In many Linux based distributions there does not appear to be any local DNS query caching performed by default on the client side like there is in Windows. This means that if a process on the system constantly needs to connect to some domain name it will perform a DNS lookup against the resolver defined to retrieve the IP every single time.
In this particular example instance there is a process that performs 30,000,000 DNS requests per day on average against the nameserver, we are going to significantly reduce this by configuring a local DNS cache on the server performing the excessive DNS queries.
Currently this Linux server is performing so many DNS queries that the DNS query log on the nameserver is hitting the default 20,000 messages within 10 minutes rsyslog rate limit (see here on changing the rsyslog limit) in less than a minute, resulting in logs being dropped and not recorded. Rather than increase the rate limits on the logging and use more system resources, I’ve checked the queries that are actually being logged and almost all of them are for the same domains over and over again. This means that implementing a local DNS query cache should be effective here.
Dnsmasq can be used for many things, in this instance we’re only making use of its local query caching functions. Note that the upstream nameserver will need to have recursive queries enabled for dnsmasq to correctly cache the records.

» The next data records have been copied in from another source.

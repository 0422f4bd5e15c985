//! Asset lookup: turns a layer's `source`/`fallback`/`font.family` string
//! into bytes.
//!
//! Three kinds of reference are understood:
//!
//! - `http://` / `https://` URLs, fetched with a blocking client (feature `remote`)
//! - `builtin/...` paths into the embedded cardstyle tree
//! - filesystem paths, tried relative to each search directory in turn
//!   (card directory, then template directory), then as given

use std::path::{Path, PathBuf};

use crate::cardstyle::{BUILTIN_PREFIX, builtin_asset_path, builtin_bytes};
use crate::error::{CardgenError, Result};

/// Where an asset lives.
#[derive(Debug, Clone, PartialEq, Eq)]
pub enum AssetRef {
    Remote(String),
    /// `builtin/`-prefixed embedded path.
    Embedded(String),
    File(PathBuf),
}

impl AssetRef {
    /// Classify `raw` and resolve relative paths against `dirs`.
    ///
    /// A relative path that exists under none of the directories is kept as
    /// given, so the read fails with the path the author wrote.
    pub fn locate(raw: &str, dirs: &[&Path]) -> AssetRef {
        let raw = raw.trim();
        if is_remote(raw) {
            return AssetRef::Remote(raw.to_string());
        }
        if is_embedded(raw) {
            return AssetRef::Embedded(raw.to_string());
        }

        let path = Path::new(raw);
        if path.is_absolute() {
            return AssetRef::File(path.to_path_buf());
        }

        for dir in dirs {
            let dir_str = dir.to_string_lossy().replace('\\', "/");
            if is_embedded(&dir_str) {
                if let Some(found) = builtin_asset_path(&dir_str, raw) {
                    return AssetRef::Embedded(found);
                }
                continue;
            }
            let candidate = dir.join(path);
            if candidate.is_file() {
                return AssetRef::File(candidate);
            }
        }
        AssetRef::File(path.to_path_buf())
    }

    /// Cache key: the URL, embedded path or filesystem path.
    pub fn key(&self) -> String {
        match self {
            AssetRef::Remote(url) => url.clone(),
            AssetRef::Embedded(path) => path.clone(),
            AssetRef::File(path) => path.to_string_lossy().into_owned(),
        }
    }
}

impl std::fmt::Display for AssetRef {
    fn fmt(&self, f: &mut std::fmt::Formatter<'_>) -> std::fmt::Result {
        f.write_str(&self.key())
    }
}

fn is_remote(raw: &str) -> bool {
    raw.starts_with("http://") || raw.starts_with("https://")
}

fn is_embedded(raw: &str) -> bool {
    raw.strip_prefix(BUILTIN_PREFIX)
        .is_some_and(|rest| rest.is_empty() || rest.starts_with('/'))
}

/// Last path component of a reference, for placeholder captions.
pub fn display_name(raw: &str) -> String {
    let trimmed = raw.trim().trim_end_matches('/');
    trimmed
        .rsplit(['/', '\\'])
        .next()
        .filter(|s| !s.is_empty())
        .unwrap_or(trimmed)
        .to_string()
}

/// Reads asset bytes from any [`AssetRef`].
pub struct Fetcher {
    #[cfg(feature = "remote")]
    client: Option<reqwest::blocking::Client>,
}

impl Fetcher {
    /// A fetcher with an HTTP client when the `remote` feature is enabled.
    pub fn new() -> Self {
        #[cfg(feature = "remote")]
        {
            let client = reqwest::blocking::Client::builder()
                .user_agent(concat!("cardgen/", env!("CARGO_PKG_VERSION")))
                .timeout(std::time::Duration::from_secs(30))
                .build()
                .map_err(|e| tracing::warn!(error = %e, "HTTP client unavailable, remote artwork disabled"))
                .ok();
            Self { client }
        }
        #[cfg(not(feature = "remote"))]
        {
            Self {}
        }
    }

    /// A fetcher that never touches the network.
    pub fn offline() -> Self {
        Self {
            #[cfg(feature = "remote")]
            client: None,
        }
    }

    pub fn read(&self, asset: &AssetRef) -> Result<Vec<u8>> {
        match asset {
            AssetRef::Embedded(path) => builtin_bytes(path)
                .map(<[u8]>::to_vec)
                .ok_or_else(|| CardgenError::Asset(format!("embedded asset not found: {}", path))),
            AssetRef::File(path) => std::fs::read(path).map_err(|e| {
                CardgenError::Asset(format!("failed to read {}: {}", path.display(), e))
            }),
            AssetRef::Remote(url) => self.download(url),
        }
    }

    #[cfg(feature = "remote")]
    fn download(&self, url: &str) -> Result<Vec<u8>> {
        let Some(client) = &self.client else {
            return Err(CardgenError::Asset(format!(
                "cannot download {}: no HTTP client",
                url
            )));
        };
        tracing::debug!(url, "downloading asset");
        let response = client
            .get(url)
            .send()
            .map_err(|e| CardgenError::Asset(format!("failed to download {}: {}", url, e)))?;
        if !response.status().is_success() {
            return Err(CardgenError::Asset(format!(
                "failed to download {}: HTTP {}",
                url,
                response.status()
            )));
        }
        let bytes = response
            .bytes()
            .map_err(|e| CardgenError::Asset(format!("failed to read {}: {}", url, e)))?;
        Ok(bytes.to_vec())
    }

    #[cfg(not(feature = "remote"))]
    fn download(&self, url: &str) -> Result<Vec<u8>> {
        Err(CardgenError::Asset(format!(
            "cannot download {}: built without the `remote` feature",
            url
        )))
    }
}

impl Default for Fetcher {
    fn default() -> Self {
        Self::new()
    }
}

Rather than directly enabling the service and modifying the configuration file, here we’re going to simply enable the plugin for Network Manager. Note that these tests are in CentOS 7 where the dnsmasq package was already installed, if you do not have this package install it now via yum.
To enable dnsmask in Network Manager, we need to edit the /etc/NetworkManager/NetworkManager.conf file and add the following configuration under the [main] section.
In order to apply this change we next need to restart Network Manager, which can be done with the command below, noting that this is case sensitive.
systemctl restart NetworkManager
That’s it, we can now confirm that this has worked as expected by checking the /etc/resolv.conf file which should be specifying “nameserver 127.0.0.1” meaning that the Linux system will send DNS requests to itself.
Sure enough if we check, localhost should now be listening for DNS queries on port 53.
[[email protected] ~]# netstat -antup | grep dnsmasq tcp 0 0 127.0.0.1:53 0.0.0.0:* LISTEN 31618/dnsmasq udp 0 0 127.0.0.1:53 0.0.0.0:* 31618/dnsmasq
Next if we take a look in the /var/run/NetworkManager/dnsmasq.conf file we should see the IP address of the nameserver that was originally specified within /etc/resolv.conf.
[[email protected] ~]# cat /var/run/NetworkManager/dnsmasq.conf server=192.168.1.1
So all DNS requests first go through the instance of dnsmasq running on localhost, if the response is not in the cache then the request will be forwarded to the defined nameserver and then placed into the cache.
By default the most recent 150 DNS queries are cached in memory. The size of the cache can be modified by creating the /etc/NetworkManager/dnsmasq.d/cache as shown below.
[[email protected] ~]# cat /etc/NetworkManager/dnsmasq.d/cache cache-size=5000
This configuration allows for up to 5000 entries to be stored in the cache at once, to apply the change the NetworkManager service will need to be restarted again. Entries should be cached based on the TTL defined on the record.
There are plenty of other values that can be defined within files in the /etc/NetworkManager/dnsmasq.d/ directory, to view these run the below command to open the manual page.
man 8 dnsmasq
Viewing Cache Statistics
Now that we have dnsmasq running via Network Manager, we want to get an idea of the amount of cache hits to determine if our cache is actually helping at all.
killall -s USR1 dnsmasq
This will dump the current statistics to the /var/log/messages or /var/log/syslog file, depending on your operating system / configuration. We can then search the log file for ‘dnsmasq’ as shown below.
[[email protected] ~]# grep dnsmasq /var/log/messages Jan 8 05:29:40 centos7 dnsmasq: time 1452230980 Jan 8 05:29:40 centos7 dnsmasq: cache size 5000, 0/62 cache insertions re-used unexpired cache entries. Jan 8 05:29:40 centos7 dnsmasq: queries forwarded 64, queries answered locally 148924680 Jan 8 05:29:40 centos7 dnsmasq: server 192.168.72.1#53: queries sent 64, retried or failed 0
In this example 148,924,680 DNS queries have been answered by the local dnsmasq cache, and just 64 queries were sent externally to the defined nameserver. I performed a dig on a random domain name that the server should not have had any reason to be accessing and confirmed that the queries forwarded externally increased by 1 to 65 as expected, indicating that the statistics were correctly working.
By simply enabling the dnsmasq plugin through NetworkManager in Linux, we have successfully enabled local DNS query caching which will increase performance for records that will be constantly looked up, as they will now be available on the local system rather than on an external nameserver.